### Your instructions
From the entries that follow, extract each line holding the string "limit".

Collected data:
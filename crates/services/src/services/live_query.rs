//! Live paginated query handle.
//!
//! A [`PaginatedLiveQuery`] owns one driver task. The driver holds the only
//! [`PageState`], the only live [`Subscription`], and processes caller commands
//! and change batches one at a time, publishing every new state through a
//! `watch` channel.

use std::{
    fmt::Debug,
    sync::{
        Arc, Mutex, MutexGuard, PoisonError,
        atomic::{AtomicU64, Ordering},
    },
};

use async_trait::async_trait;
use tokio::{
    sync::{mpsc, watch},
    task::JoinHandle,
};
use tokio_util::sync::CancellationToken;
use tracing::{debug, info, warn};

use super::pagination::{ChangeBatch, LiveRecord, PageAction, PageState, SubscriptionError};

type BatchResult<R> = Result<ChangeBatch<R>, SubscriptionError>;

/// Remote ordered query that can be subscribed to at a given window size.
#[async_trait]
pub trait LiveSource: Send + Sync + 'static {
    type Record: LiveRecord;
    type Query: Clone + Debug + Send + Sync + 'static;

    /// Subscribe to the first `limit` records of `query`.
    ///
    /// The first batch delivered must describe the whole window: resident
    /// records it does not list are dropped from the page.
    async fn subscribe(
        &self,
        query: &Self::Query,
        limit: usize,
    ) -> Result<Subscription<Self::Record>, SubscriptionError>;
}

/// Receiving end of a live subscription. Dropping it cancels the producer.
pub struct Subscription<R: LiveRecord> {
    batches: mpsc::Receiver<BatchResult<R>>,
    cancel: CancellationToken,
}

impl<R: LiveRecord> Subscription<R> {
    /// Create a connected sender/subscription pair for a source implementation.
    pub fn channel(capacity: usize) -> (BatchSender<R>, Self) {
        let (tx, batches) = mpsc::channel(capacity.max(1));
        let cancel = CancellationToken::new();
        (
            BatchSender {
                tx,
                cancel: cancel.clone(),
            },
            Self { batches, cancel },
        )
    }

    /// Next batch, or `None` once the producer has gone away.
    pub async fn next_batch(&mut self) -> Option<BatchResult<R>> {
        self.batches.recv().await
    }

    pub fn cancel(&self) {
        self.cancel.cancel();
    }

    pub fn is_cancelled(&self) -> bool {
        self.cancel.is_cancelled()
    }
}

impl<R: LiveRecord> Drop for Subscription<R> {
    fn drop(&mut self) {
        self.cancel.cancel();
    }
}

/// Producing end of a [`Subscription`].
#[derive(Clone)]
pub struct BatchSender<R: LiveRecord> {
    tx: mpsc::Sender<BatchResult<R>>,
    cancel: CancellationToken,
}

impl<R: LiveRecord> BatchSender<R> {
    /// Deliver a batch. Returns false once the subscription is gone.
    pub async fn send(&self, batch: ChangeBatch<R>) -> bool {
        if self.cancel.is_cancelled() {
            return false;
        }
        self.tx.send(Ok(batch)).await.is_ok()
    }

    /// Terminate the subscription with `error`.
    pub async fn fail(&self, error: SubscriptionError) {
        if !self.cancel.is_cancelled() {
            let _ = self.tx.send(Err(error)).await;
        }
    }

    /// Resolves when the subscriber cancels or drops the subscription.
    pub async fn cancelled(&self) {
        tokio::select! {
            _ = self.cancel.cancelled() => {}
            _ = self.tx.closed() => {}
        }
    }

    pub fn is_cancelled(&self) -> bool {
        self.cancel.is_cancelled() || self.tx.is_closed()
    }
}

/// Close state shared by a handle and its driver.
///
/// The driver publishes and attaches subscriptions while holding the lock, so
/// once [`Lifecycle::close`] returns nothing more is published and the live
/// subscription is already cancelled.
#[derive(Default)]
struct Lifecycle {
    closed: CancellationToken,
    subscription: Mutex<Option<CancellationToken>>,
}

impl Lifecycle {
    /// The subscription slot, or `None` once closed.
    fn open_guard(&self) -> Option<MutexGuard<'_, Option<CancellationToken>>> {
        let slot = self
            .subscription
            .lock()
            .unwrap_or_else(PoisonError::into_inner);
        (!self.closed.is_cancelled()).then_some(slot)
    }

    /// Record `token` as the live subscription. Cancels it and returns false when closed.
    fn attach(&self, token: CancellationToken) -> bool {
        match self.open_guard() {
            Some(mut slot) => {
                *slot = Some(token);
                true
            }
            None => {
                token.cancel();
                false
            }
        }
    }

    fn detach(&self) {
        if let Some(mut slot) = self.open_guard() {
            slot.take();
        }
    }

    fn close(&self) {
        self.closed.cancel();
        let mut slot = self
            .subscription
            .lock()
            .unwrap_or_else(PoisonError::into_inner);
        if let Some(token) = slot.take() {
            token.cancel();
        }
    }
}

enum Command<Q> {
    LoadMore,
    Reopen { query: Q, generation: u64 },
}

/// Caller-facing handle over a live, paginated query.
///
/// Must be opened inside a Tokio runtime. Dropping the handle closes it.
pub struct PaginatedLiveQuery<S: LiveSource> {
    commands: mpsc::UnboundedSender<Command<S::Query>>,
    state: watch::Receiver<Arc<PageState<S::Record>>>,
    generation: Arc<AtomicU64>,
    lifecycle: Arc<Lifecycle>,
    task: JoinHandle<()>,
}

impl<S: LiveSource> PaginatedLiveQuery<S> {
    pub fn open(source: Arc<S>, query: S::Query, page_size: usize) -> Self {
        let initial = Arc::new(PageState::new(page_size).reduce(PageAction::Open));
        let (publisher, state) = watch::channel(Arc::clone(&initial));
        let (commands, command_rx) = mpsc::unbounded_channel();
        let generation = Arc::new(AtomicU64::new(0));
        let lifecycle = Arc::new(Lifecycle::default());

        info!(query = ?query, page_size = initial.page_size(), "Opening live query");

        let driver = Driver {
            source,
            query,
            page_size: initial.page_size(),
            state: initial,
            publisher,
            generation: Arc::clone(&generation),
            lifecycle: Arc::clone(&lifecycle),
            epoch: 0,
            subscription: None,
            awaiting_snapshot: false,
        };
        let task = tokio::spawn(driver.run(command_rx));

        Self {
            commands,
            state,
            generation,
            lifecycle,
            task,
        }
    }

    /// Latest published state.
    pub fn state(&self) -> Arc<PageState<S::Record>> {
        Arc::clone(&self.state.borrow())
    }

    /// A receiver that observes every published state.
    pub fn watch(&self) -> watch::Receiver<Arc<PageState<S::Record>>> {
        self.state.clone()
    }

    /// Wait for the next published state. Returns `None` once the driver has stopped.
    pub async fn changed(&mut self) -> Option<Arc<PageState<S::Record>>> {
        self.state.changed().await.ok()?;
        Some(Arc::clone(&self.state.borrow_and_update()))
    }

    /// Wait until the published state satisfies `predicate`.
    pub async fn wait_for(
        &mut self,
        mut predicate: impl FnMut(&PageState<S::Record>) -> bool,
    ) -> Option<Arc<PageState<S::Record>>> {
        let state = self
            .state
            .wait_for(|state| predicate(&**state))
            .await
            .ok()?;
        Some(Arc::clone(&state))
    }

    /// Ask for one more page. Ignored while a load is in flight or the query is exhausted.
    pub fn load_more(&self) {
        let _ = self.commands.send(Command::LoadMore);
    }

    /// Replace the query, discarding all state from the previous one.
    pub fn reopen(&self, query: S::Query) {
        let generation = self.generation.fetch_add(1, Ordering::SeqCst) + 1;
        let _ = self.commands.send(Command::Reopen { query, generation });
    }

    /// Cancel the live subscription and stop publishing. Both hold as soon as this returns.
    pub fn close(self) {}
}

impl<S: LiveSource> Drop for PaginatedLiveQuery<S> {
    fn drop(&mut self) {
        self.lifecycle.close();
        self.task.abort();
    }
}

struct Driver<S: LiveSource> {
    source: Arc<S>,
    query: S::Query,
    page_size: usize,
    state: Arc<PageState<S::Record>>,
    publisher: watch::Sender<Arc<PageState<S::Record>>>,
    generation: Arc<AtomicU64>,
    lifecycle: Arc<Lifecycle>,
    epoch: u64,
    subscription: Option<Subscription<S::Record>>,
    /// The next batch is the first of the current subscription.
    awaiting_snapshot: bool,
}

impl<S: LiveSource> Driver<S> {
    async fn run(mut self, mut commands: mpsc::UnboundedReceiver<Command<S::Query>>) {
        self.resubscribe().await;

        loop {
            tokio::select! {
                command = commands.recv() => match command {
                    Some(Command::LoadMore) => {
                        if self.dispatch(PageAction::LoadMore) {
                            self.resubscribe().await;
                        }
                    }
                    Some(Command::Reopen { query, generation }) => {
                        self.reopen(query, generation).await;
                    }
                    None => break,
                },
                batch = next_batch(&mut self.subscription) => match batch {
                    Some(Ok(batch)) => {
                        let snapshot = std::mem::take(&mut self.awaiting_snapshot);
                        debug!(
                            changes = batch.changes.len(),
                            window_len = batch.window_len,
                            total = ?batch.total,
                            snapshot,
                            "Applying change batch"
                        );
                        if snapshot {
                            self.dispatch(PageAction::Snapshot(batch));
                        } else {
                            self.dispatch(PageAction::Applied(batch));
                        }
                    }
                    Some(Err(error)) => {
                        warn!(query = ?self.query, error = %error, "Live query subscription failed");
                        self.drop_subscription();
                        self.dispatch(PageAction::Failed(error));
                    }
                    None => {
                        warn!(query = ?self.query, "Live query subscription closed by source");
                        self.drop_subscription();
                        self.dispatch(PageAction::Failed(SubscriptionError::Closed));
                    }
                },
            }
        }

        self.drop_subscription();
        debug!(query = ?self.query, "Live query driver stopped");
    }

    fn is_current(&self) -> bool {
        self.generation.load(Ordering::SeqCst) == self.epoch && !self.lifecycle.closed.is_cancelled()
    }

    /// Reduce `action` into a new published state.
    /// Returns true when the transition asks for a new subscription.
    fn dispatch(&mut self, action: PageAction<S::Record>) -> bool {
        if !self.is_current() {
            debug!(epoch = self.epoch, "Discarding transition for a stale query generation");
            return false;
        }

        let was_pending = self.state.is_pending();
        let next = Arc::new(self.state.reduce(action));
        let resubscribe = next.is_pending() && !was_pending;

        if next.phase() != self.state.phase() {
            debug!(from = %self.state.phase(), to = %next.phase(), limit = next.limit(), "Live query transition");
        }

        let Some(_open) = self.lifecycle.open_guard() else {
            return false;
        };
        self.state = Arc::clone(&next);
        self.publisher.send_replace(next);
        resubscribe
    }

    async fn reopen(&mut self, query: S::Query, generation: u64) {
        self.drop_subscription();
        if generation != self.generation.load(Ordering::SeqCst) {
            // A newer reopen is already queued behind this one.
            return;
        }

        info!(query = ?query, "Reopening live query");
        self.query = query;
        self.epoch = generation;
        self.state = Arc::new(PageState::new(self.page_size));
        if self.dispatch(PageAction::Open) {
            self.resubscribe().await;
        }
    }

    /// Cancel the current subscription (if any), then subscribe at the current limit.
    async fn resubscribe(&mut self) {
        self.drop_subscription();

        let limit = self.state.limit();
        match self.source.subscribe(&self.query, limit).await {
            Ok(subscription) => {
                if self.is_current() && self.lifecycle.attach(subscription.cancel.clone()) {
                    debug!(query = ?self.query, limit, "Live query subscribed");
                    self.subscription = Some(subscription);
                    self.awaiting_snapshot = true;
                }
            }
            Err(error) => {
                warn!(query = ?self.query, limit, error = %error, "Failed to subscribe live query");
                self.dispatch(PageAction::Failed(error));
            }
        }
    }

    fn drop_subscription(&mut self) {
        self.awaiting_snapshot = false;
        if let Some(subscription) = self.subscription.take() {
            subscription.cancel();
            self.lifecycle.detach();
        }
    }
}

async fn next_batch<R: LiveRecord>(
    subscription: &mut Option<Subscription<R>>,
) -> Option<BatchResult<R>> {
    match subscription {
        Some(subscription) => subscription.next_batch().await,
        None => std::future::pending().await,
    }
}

### Solution for this task
    /// Subscribe to the first `limit` records of `query`.
        limit: usize,
            debug!(from = %self.state.phase(), to = %next.phase(), limit = next.limit(), "Live query transition");
    /// Cancel the current subscription (if any), then subscribe at the current limit.
        let limit = self.state.limit();
        match self.source.subscribe(&self.query, limit).await {
                    debug!(query = ?self.query, limit, "Live query subscribed");
                warn!(query = ?self.query, limit, error = %error, "Failed to subscribe live query");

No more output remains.